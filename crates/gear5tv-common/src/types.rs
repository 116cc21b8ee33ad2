//! Core type definitions for catalog titles.
//!
//! All enums serialize in lowercase to match the catalog JSON format.

use serde::{Deserialize, Serialize};
use std::fmt;
use std::str::FromStr;

/// Whether a title is a single video or a multi-episode series.
#[derive(Debug, Clone, Copy, PartialEq, Eq, Hash, Serialize, Deserialize)]
#[serde(rename_all = "lowercase")]
pub enum ContentKind {
    /// A single video (feature film, special).
    Movie,
    /// A title with seasons and episodes.
    Series,
}

impl ContentKind {
    /// Short label used in listings ("TV" or "Movie").
    pub fn label(&self) -> &'static str {
        match self {
            Self::Movie => "Movie",
            Self::Series => "TV",
        }
    }
}

impl fmt::Display for ContentKind {
    fn fmt(&self, f: &mut fmt::Formatter<'_>) -> fmt::Result {
        match self {
            Self::Movie => write!(f, "movie"),
            Self::Series => write!(f, "series"),
        }
    }
}

impl FromStr for ContentKind {
    type Err = String;

    fn from_str(s: &str) -> std::result::Result<Self, Self::Err> {
        match s.to_lowercase().as_str() {
            "movie" => Ok(Self::Movie),
            "series" | "tv" => Ok(Self::Series),
            _ => Err(format!("Unknown content kind: {}", s)),
        }
    }
}

/// Airing status of a title.
#[derive(Debug, Clone, Copy, PartialEq, Eq, Hash, Serialize, Deserialize)]
#[serde(rename_all = "lowercase")]
pub enum AiringStatus {
    /// Still releasing new episodes.
    Ongoing,
    /// Finished airing.
    Completed,
}

impl fmt::Display for AiringStatus {
    fn fmt(&self, f: &mut fmt::Formatter<'_>) -> fmt::Result {
        match self {
            Self::Ongoing => write!(f, "ongoing"),
            Self::Completed => write!(f, "completed"),
        }
    }
}

impl FromStr for AiringStatus {
    type Err = String;

    fn from_str(s: &str) -> std::result::Result<Self, Self::Err> {
        match s.to_lowercase().as_str() {
            "ongoing" => Ok(Self::Ongoing),
            "completed" => Ok(Self::Completed),
            _ => Err(format!("Unknown airing status: {}", s)),
        }
    }
}
use clap::{Parser, Subcommand};
use std::path::PathBuf;

#[derive(Parser)]
#[command(name = "gear5tv")]
#[command(author, version, about = "Anime catalog with watch-progress tracking")]
pub struct Cli {
    /// Path to config file
    #[arg(short, long, global = true)]
    pub config: Option<PathBuf>,

    /// Enable verbose logging
    #[arg(short, long, global = true)]
    pub verbose: bool,

    /// Override the directory where watch progress is stored
    #[arg(long, global = true)]
    pub data_dir: Option<PathBuf>,

    #[command(subcommand)]
    pub command: Commands,
}

#[derive(Subcommand)]
pub enum Commands {
    /// List catalog titles, optionally filtered and sorted
    List {
        /// Genre to include ("all" for any)
        #[arg(long)]
        genre: Option<String>,

        /// Release season: winter, spring, summer, fall
        #[arg(long)]
        season: Option<String>,

        /// Animation studio
        #[arg(long)]
        studio: Option<String>,

        /// Airing status: ongoing or completed
        #[arg(long)]
        status: Option<String>,

        /// Title type: movie or series (tv)
        #[arg(long = "type")]
        kind: Option<String>,

        /// Sort order: default, rating, latest, title
        #[arg(long, default_value = "default")]
        order: String,

        /// Only long-running series
        #[arg(long)]
        long: bool,
    },

    /// Show the home page rows: spotlight, popular and latest trailers
    Home {
        /// Titles per row
        #[arg(long, default_value_t = 5)]
        limit: usize,
    },

    /// Search titles and genres
    Search {
        /// Text to look for
        query: String,
    },

    /// Show a title with its seasons and episodes
    Show {
        /// Title id
        id: String,
    },

    /// Resolve what would play for a title and optionally record a position
    Play {
        /// Title id
        id: String,

        /// Season number
        #[arg(long)]
        season: Option<u32>,

        /// Episode number
        #[arg(long)]
        episode: Option<u32>,

        /// Play the trailer instead
        #[arg(long)]
        trailer: bool,

        /// Playback position in seconds to record
        #[arg(long, requires = "duration")]
        position: Option<f64>,

        /// Media duration in seconds
        #[arg(long, requires = "position")]
        duration: Option<f64>,
    },

    /// Show saved progress for a title
    Progress {
        /// Title id
        id: String,
    },

    /// Forget saved progress for a title
    Forget {
        /// Title id
        id: String,
    },

    /// Show the continue-watching row
    Continue {
        /// Output as JSON
        #[arg(long)]
        json: bool,
    },

    /// Write a config file with every setting filled in
    Init {
        /// Where to write (an existing file keeps its comments)
        #[arg(default_value = "gear5tv.toml")]
        path: PathBuf,
    },

    /// Validate configuration file
    Validate {
        /// Config file to validate (uses default if not specified)
        config: Option<PathBuf>,
    },

    /// Display version information
    Version,
}
//! Media locator utilities for detecting directly playable files.
//!
//! A locator is any string handed to the player: an absolute URL, a relative
//! path, or an embed link. These helpers look only at the final path segment,
//! ignoring any query string or fragment, and compare extensions
//! case-insensitively.

/// Extensions a native video element can play directly.
const DIRECT_MEDIA_EXTENSIONS: &[&str] = &["mp4", "webm", "ogg", "mov", "avi", "mkv"];

/// Extract the lowercase file extension of a locator's last path segment.
///
/// # Examples
///
/// ```
/// use gear5tv_common::media::locator_extension;
///
/// assert_eq!(locator_extension("https://cdn.example.com/a/b.MP4?x=1").as_deref(), Some("mp4"));
/// assert_eq!(locator_extension("/videos/clip.webm#t=10").as_deref(), Some("webm"));
/// assert_eq!(locator_extension("https://example.com/embed/abc"), None);
/// ```
pub fn locator_extension(locator: &str) -> Option<String> {
    let without_fragment = locator.split('#').next().unwrap_or_default();
    let path = without_fragment.split('?').next().unwrap_or_default();
    let segment = path.rsplit('/').next().unwrap_or_default();

    let (_, ext) = segment.rsplit_once('.')?;
    if ext.is_empty() {
        return None;
    }
    Some(ext.to_lowercase())
}

/// Check whether a locator's extension is in the given allow-list.
///
/// Entries in `extensions` may carry a leading dot and any casing.
pub fn has_extension_in<S: AsRef<str>>(locator: &str, extensions: &[S]) -> bool {
    match locator_extension(locator) {
        Some(ext) => extensions
            .iter()
            .any(|e| e.as_ref().trim_start_matches('.').eq_ignore_ascii_case(&ext)),
        None => false,
    }
}

/// Check whether a locator points at a directly playable media file.
///
/// # Examples
///
/// ```
/// use gear5tv_common::media::is_direct_media_locator;
///
/// assert!(is_direct_media_locator("https://example.com/video.mp4?token=123"));
/// assert!(is_direct_media_locator("movie.MKV"));
/// assert!(!is_direct_media_locator("https://www.youtube.com/embed/abc123"));
/// ```
pub fn is_direct_media_locator(locator: &str) -> bool {
    has_extension_in(locator, DIRECT_MEDIA_EXTENSIONS)
}

/// Get the default list of direct media extensions.
///
/// # Examples
///
/// ```
/// use gear5tv_common::media::direct_media_extensions;
///
/// assert!(direct_media_extensions().contains(&"mp4"));
/// assert!(direct_media_extensions().contains(&"mkv"));
/// ```
#[must_use]
pub fn direct_media_extensions() -> &'static [&'static str] {
    DIRECT_MEDIA_EXTENSIONS
}

#[cfg(test)]
mod tests {
    use super::*;

    #[test]
    fn test_is_direct_media_locator() {
        assert!(is_direct_media_locator("movie.mp4"));
        assert!(is_direct_media_locator("movie.webm"));
        assert!(is_direct_media_locator("movie.ogg"));
        assert!(is_direct_media_locator("movie.mov"));
        assert!(is_direct_media_locator("movie.avi"));
        assert!(is_direct_media_locator("movie.mkv"));

        // Case insensitive
        assert!(is_direct_media_locator("movie.MP4"));
        assert!(is_direct_media_locator("https://EXAMPLE.com/Movie.WebM"));

        // Query strings and fragments
        assert!(is_direct_media_locator("https://example.com/video.mp4?token=123"));
        assert!(is_direct_media_locator("https://example.com/video.mp4?a=1&b=2#t=30"));

        // Not direct media
        assert!(!is_direct_media_locator("https://2anime.xyz/embed/naruto-episode-1"));
        assert!(!is_direct_media_locator("https://example.com/video.mp4/page"));
        assert!(!is_direct_media_locator("https://example.com/page?file=video.mp4"));
        assert!(!is_direct_media_locator("video.m3u8"));
    }

    #[test]
    fn test_locator_extension_edge_cases() {
        assert_eq!(locator_extension(""), None);
        assert_eq!(locator_extension("https://example.com/"), None);
        assert_eq!(locator_extension("no_extension"), None);
        assert_eq!(locator_extension("trailing."), None);
        assert_eq!(locator_extension(".hidden.mkv").as_deref(), Some("mkv"));
        assert_eq!(locator_extension("show.s01e01.1080p.mkv").as_deref(), Some("mkv"));
    }

    #[test]
    fn test_has_extension_in_custom_list() {
        let list = vec![".M3U8".to_string(), "mp4".to_string()];
        assert!(has_extension_in("https://cdn/x/master.m3u8", &list));
        assert!(has_extension_in("clip.mp4", &list));
        assert!(!has_extension_in("clip.mkv", &list));
    }

    #[test]
    fn test_direct_media_extensions() {
        let exts = direct_media_extensions();
        assert_eq!(exts.len(), 6);
        for ext in ["mp4", "webm", "ogg", "mov", "avi", "mkv"] {
            assert!(exts.contains(&ext));
        }
    }
}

++++++++++

For an answer, give a copy of every line in the listing that holds the word "PathBuf".

- Finished task:
use std::path::PathBuf;
    pub config: Option<PathBuf>,
    pub data_dir: Option<PathBuf>,
        path: PathBuf,
        config: Option<PathBuf>,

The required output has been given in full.